• RECORDS SHOWN

-=-=-=-=-

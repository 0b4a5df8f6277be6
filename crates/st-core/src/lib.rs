pub mod config;
pub mod types;

pub use config::Config;
pub use types::{ActionType, Exchange, TipType};

/// Default development database: a SQLite file in the working directory.
pub const DEFAULT_DATABASE_URL: &str = "stock_trader_dev.db";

-=-=-=-=-

• WHAT THE TASK ASKS
Every line above is to be transcribed exactly, with nothing dropped.

• RESPONSE TO THE TASK
repository 0b4a5df8f6277be6
filename crates/st-core/src/lib.rs
pub mod config;
pub mod types;

pub use config::Config;
pub use types::{ActionType, Exchange, TipType};

/// Default development database: a SQLite file in the working directory.
pub const DEFAULT_DATABASE_URL: &str = "stock_trader_dev.db";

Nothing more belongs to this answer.